The only other thing I can think of is that the spectral properties of the paint are such that conventional ICC profiling targets are not well-adapted to the subject matter at hand. I have also seen this issue some years ago. But I suggest first seeing what is the best that can be produced from that printer and a really good profile on paper that has very wide gamut rendering potential.

Good observation and a definite possibility. Some pigments are spectrally not very smooth in their transitions. This can interact with spectrally spiky illuminants tor produce significant metameric error. I encountered this on products ostensibly designed with spectrally smooth pigments. GMB had a color hue test they sold with carefully pigmented tiles in adjacent hues which you would line up and score based on the number of out-of-sequence tiles. I could normally arrange them perfectly under a North facing window but had a couple out of sequence when using a high CRI (93)  CFL color booth. Out of curiosity I recorded the spectrum of the illuminant and mismatched tiles. Sure enough there was a slight, narrow, bump up in the reflectance spectrum where a major illuminant spectral spike presented.
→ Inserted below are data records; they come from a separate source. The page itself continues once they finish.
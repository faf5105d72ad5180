//! Wire frame layout
//!
//! ```text
//! byte 0     sync 0xEB
//! byte 1     flags: bits 0-1 stamp code (0 none, 1 16-bit, 2 32-bit)
//!                   bit  2   ID width (0 = u16, 1 = u32)
//!                   bits 3-7 reserved, zero
//! id         2 or 4 bytes
//! [len]      u16 payload length (explicit-length frames only)
//! stamp      0, 2 or 4 bytes
//! payload    parameters as described by the ID's ParamLayout
//! ```
//!
//! All multi-byte fields use the configured transfer endianness.

use crate::decoder::printf::value_specs;
use crate::types::{Arity, ParamWidth, StampWidth, TriceFmt, TriceId};
use serde::{Deserialize, Serialize};

/// Frame start marker
pub const SYNC: u8 = 0xEB;

/// Largest payload accepted from the wire
pub const MAX_PAYLOAD: usize = 4096;

const FLAG_STAMP_MASK: u8 = 0b0000_0011;
const FLAG_WIDE_ID: u8 = 0b0000_0100;
const FLAG_RESERVED: u8 = 0b1111_1000;

/// How the payload length of a frame is determined
#[derive(Debug, Clone, Copy, PartialEq, Eq, Serialize, Deserialize, Default)]
#[serde(rename_all = "snake_case")]
pub enum FrameFormat {
    /// Length follows from the registered format and inline string lengths
    #[default]
    TypeDerived,
    /// A u16 payload length follows the ID and must match the layout
    ExplicitLength,
}

/// Byte order of multi-byte fields on the wire
#[derive(Debug, Clone, Copy, PartialEq, Eq, Serialize, Deserialize, Default)]
#[serde(rename_all = "lowercase")]
pub enum Endianness {
    #[default]
    Little,
    Big,
}

impl Endianness {
    /// Byte order of the decoding host
    pub const NATIVE: Endianness = if cfg!(target_endian = "big") {
        Endianness::Big
    } else {
        Endianness::Little
    };

    /// Whether fields must be swapped to reach host order
    pub fn needs_swap(self) -> bool {
        self != Self::NATIVE
    }

    /// Read an unsigned value of `bytes.len()` (1, 2, 4 or 8) bytes
    pub fn read_uint(self, bytes: &[u8]) -> u64 {
        let fold = |acc: u64, b: &u8| (acc << 8) | u64::from(*b);
        match self {
            Endianness::Big => bytes.iter().fold(0, fold),
            Endianness::Little => bytes.iter().rev().fold(0, fold),
        }
    }

    /// Write the low `len` bytes of `value`
    pub fn write_uint(self, value: u64, len: usize, out: &mut Vec<u8>) {
        let le = value.to_le_bytes();
        match self {
            Endianness::Little => out.extend_from_slice(&le[..len]),
            Endianness::Big => out.extend(le[..len].iter().rev()),
        }
    }
}

impl std::str::FromStr for Endianness {
    type Err = String;

    fn from_str(s: &str) -> std::result::Result<Self, Self::Err> {
        match s.to_ascii_lowercase().as_str() {
            "little" | "littleendian" => Ok(Endianness::Little),
            "big" | "bigendian" => Ok(Endianness::Big),
            other => Err(format!("unknown endianness `{}`", other)),
        }
    }
}

impl std::str::FromStr for FrameFormat {
    type Err = String;

    fn from_str(s: &str) -> std::result::Result<Self, Self::Err> {
        match s {
            "type_derived" | "type-derived" => Ok(FrameFormat::TypeDerived),
            "explicit_length" | "explicit-length" => Ok(FrameFormat::ExplicitLength),
            other => Err(format!("unknown frame encoding `{}`", other)),
        }
    }
}

// ==================== Header ====================

/// Decoded fixed part of a frame
#[derive(Debug, Clone, Copy, PartialEq, Eq)]
pub struct FrameHeader {
    pub id: TriceId,
    pub stamp: StampWidth,
    pub timestamp: u32,
    /// Declared payload length, explicit-length frames only
    pub declared_len: Option<usize>,
    /// Header size in bytes
    pub len: usize,
}

/// Outcome of parsing a header at the start of a buffer
#[derive(Debug, Clone, PartialEq, Eq)]
pub enum HeaderParse {
    Complete(FrameHeader),
    Incomplete,
    Invalid(String),
}

/// Parse a frame header; `buf[0]` must be the sync byte
pub fn parse_header(buf: &[u8], format: FrameFormat, endianness: Endianness) -> HeaderParse {
    if buf.len() < 2 {
        return HeaderParse::Incomplete;
    }
    let flags = buf[1];
    if flags & FLAG_RESERVED != 0 {
        return HeaderParse::Invalid(format!("reserved flag bits set in {:#04x}", flags));
    }
    let Some(stamp) = StampWidth::from_code(flags & FLAG_STAMP_MASK) else {
        return HeaderParse::Invalid(format!("invalid stamp code in {:#04x}", flags));
    };
    let id_len = if flags & FLAG_WIDE_ID != 0 { 4 } else { 2 };
    let len_len = match format {
        FrameFormat::TypeDerived => 0,
        FrameFormat::ExplicitLength => 2,
    };
    let header_len = 2 + id_len + len_len + stamp.byte_len();
    if buf.len() < header_len {
        return HeaderParse::Incomplete;
    }

    let mut pos = 2;
    let id = TriceId(endianness.read_uint(&buf[pos..pos + id_len]) as u32);
    pos += id_len;

    let declared_len = if len_len > 0 {
        let len = endianness.read_uint(&buf[pos..pos + 2]) as usize;
        pos += 2;
        if len > MAX_PAYLOAD {
            return HeaderParse::Invalid(format!("declared length {} exceeds {}", len, MAX_PAYLOAD));
        }
        Some(len)
    } else {
        None
    };

    let timestamp = endianness.read_uint(&buf[pos..pos + stamp.byte_len()]) as u32;

    HeaderParse::Complete(FrameHeader {
        id,
        stamp,
        timestamp,
        declared_len,
        len: header_len,
    })
}

// ==================== Parameter Layout ====================

/// One parameter slot of a payload
#[derive(Debug, Clone, Copy, PartialEq, Eq)]
pub enum Slot {
    /// Fixed-width numeric value
    Value(ParamWidth),
    /// u16 length followed by that many bytes
    Str,
}

/// Outcome of measuring a payload against a layout
#[derive(Debug, Clone, Copy, PartialEq, Eq)]
pub enum Measure {
    /// The payload is this many bytes long
    Done(usize),
    /// At least this many bytes are needed to continue
    Need(usize),
    /// A string length runs past [`MAX_PAYLOAD`]
    TooLong(usize),
}

/// Sequence of parameter slots derived from a registered format
#[derive(Debug, Clone, PartialEq, Eq)]
pub struct ParamLayout {
    slots: Vec<Slot>,
}

impl ParamLayout {
    /// Build a layout from explicit slots
    pub fn new(slots: Vec<Slot>) -> Self {
        Self { slots }
    }

    /// Derive the layout of a registered format
    pub fn from_fmt(fmt: &TriceFmt) -> std::result::Result<Self, String> {
        let info = fmt
            .macro_info()
            .ok_or_else(|| format!("unknown macro type `{}`", fmt.macro_type))?;
        let specs = value_specs(&fmt.format_string);

        let slots = match info.arity {
            Arity::String => vec![Slot::Str],
            Arity::Fixed(count) => (0..count)
                .map(|i| match specs.get(i) {
                    Some(spec) if spec.is_string() => Slot::Str,
                    _ => Slot::Value(info.width),
                })
                .collect(),
            Arity::Inferred => specs
                .iter()
                .map(|spec| {
                    if spec.is_string() {
                        Slot::Str
                    } else {
                        Slot::Value(info.width)
                    }
                })
                .collect(),
        };
        Ok(Self { slots })
    }

    /// Slots in wire order
    pub fn slots(&self) -> &[Slot] {
        &self.slots
    }

    /// Number of parameters
    pub fn len(&self) -> usize {
        self.slots.len()
    }

    /// Whether the format carries no parameters
    pub fn is_empty(&self) -> bool {
        self.slots.is_empty()
    }

    /// Measure the payload at the start of `payload`
    pub fn measure(&self, payload: &[u8], endianness: Endianness) -> Measure {
        let mut pos = 0;
        for slot in &self.slots {
            match slot {
                Slot::Value(width) => pos += width.bytes(),
                Slot::Str => {
                    if payload.len() < pos + 2 {
                        return Measure::Need(pos + 2);
                    }
                    let len = endianness.read_uint(&payload[pos..pos + 2]) as usize;
                    pos += 2 + len;
                    if pos > MAX_PAYLOAD {
                        return Measure::TooLong(pos);
                    }
                }
            }
        }
        if payload.len() < pos {
            Measure::Need(pos)
        } else {
            Measure::Done(pos)
        }
    }

    /// Convert a measured payload from `transfer` to host byte order
    pub fn to_host(&self, payload: &[u8], transfer: Endianness) -> Vec<u8> {
        self.convert(payload, transfer, transfer)
    }

    /// Convert a host-order payload to `transfer` byte order
    pub fn to_wire(&self, payload: &[u8], transfer: Endianness) -> Vec<u8> {
        self.convert(payload, transfer, Endianness::NATIVE)
    }

    /// Reverse every numeric field; `input` is the order string lengths are read in
    fn convert(&self, payload: &[u8], transfer: Endianness, input: Endianness) -> Vec<u8> {
        let mut out = payload.to_vec();
        if !transfer.needs_swap() {
            return out;
        }
        let mut pos = 0;
        for slot in &self.slots {
            let n = match slot {
                Slot::Value(width) => width.bytes(),
                Slot::Str => 2,
            };
            let Some(field) = out.get_mut(pos..pos + n) else {
                break;
            };
            let skip = match slot {
                Slot::Value(_) => 0,
                Slot::Str => input.read_uint(field) as usize,
            };
            field.reverse();
            pos += n + skip;
        }
        out
    }
}

// ==================== Encoder ====================

/// Builds wire frames, the inverse of the framer
#[derive(Debug, Clone, Copy)]
pub struct FrameEncoder {
    pub format: FrameFormat,
    pub endianness: Endianness,
}

impl FrameEncoder {
    /// Create an encoder
    pub fn new(format: FrameFormat, endianness: Endianness) -> Self {
        Self { format, endianness }
    }

    /// Encode one record. `params` are in host byte order and must match `layout`.
    pub fn encode(
        &self,
        id: TriceId,
        stamp: StampWidth,
        timestamp: u32,
        layout: &ParamLayout,
        params: &[u8],
    ) -> Vec<u8> {
        let wide = id.value() > u32::from(u16::MAX);
        let mut flags = stamp.code();
        if wide {
            flags |= FLAG_WIDE_ID;
        }

        let mut out = Vec::with_capacity(12 + params.len());
        out.push(SYNC);
        out.push(flags);
        self.endianness
            .write_uint(u64::from(id.value()), if wide { 4 } else { 2 }, &mut out);
        if self.format == FrameFormat::ExplicitLength {
            self.endianness.write_uint(params.len() as u64, 2, &mut out);
        }
        self.endianness
            .write_uint(u64::from(timestamp), stamp.byte_len(), &mut out);
        out.extend(layout.to_wire(params, self.endianness));
        out
    }
}

/// Host-order parameter bytes for a list of values, handy for building records
pub fn pack_params(layout: &ParamLayout, values: &[ParamValue]) -> Vec<u8> {
    let mut out = Vec::new();
    for (slot, value) in layout.slots().iter().zip(values) {
        match (slot, value) {
            (Slot::Value(width), ParamValue::Int(v)) => {
                Endianness::NATIVE.write_uint(*v as u64, width.bytes(), &mut out)
            }
            (Slot::Value(width), ParamValue::Float(v)) => {
                let bits = match width {
                    ParamWidth::Bits64 => v.to_bits(),
                    _ => u64::from((*v as f32).to_bits()),
                };
                Endianness::NATIVE.write_uint(bits, width.bytes(), &mut out)
            }
            (Slot::Value(width), ParamValue::Str(_)) => {
                Endianness::NATIVE.write_uint(0, width.bytes(), &mut out)
            }
            (Slot::Str, ParamValue::Str(s)) => {
                let bytes = &s.as_bytes()[..s.len().min(MAX_PAYLOAD - 2)];
                out.extend_from_slice(&(bytes.len() as u16).to_ne_bytes());
                out.extend_from_slice(bytes);
            }
            (Slot::Str, _) => out.extend_from_slice(&0u16.to_ne_bytes()),
        }
    }
    out
}

/// A parameter value before packing
#[derive(Debug, Clone, PartialEq)]
pub enum ParamValue {
    Int(i64),
    Float(f64),
    Str(String),
}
Artists, unlike GMB's tile specifiers, aren't looking at the spectral smoothness of their pigments and there could be some sort of amplification of color shift due to the relative position of peaks both in the pigments and illuminant.

Might be worth an investment in Solux 5000K lamps or higher CRI studio lamps. Flash strobes are also very good.

On another point, since the OP has a colormunki I would recommend creating several patches in Photoshop around the colors that are not reproducing correctly. Print them using Absolute Colorimetric. Then measure the Lab values of those patches with Argyll's free software. If there's a gamut issue or if supposedly in gamut colors are being printed with a large hue shift then it can be quantified and any new profile, customer, manufacturer, or otherwise, can be easily compared for accuracy in those colors by doing the same.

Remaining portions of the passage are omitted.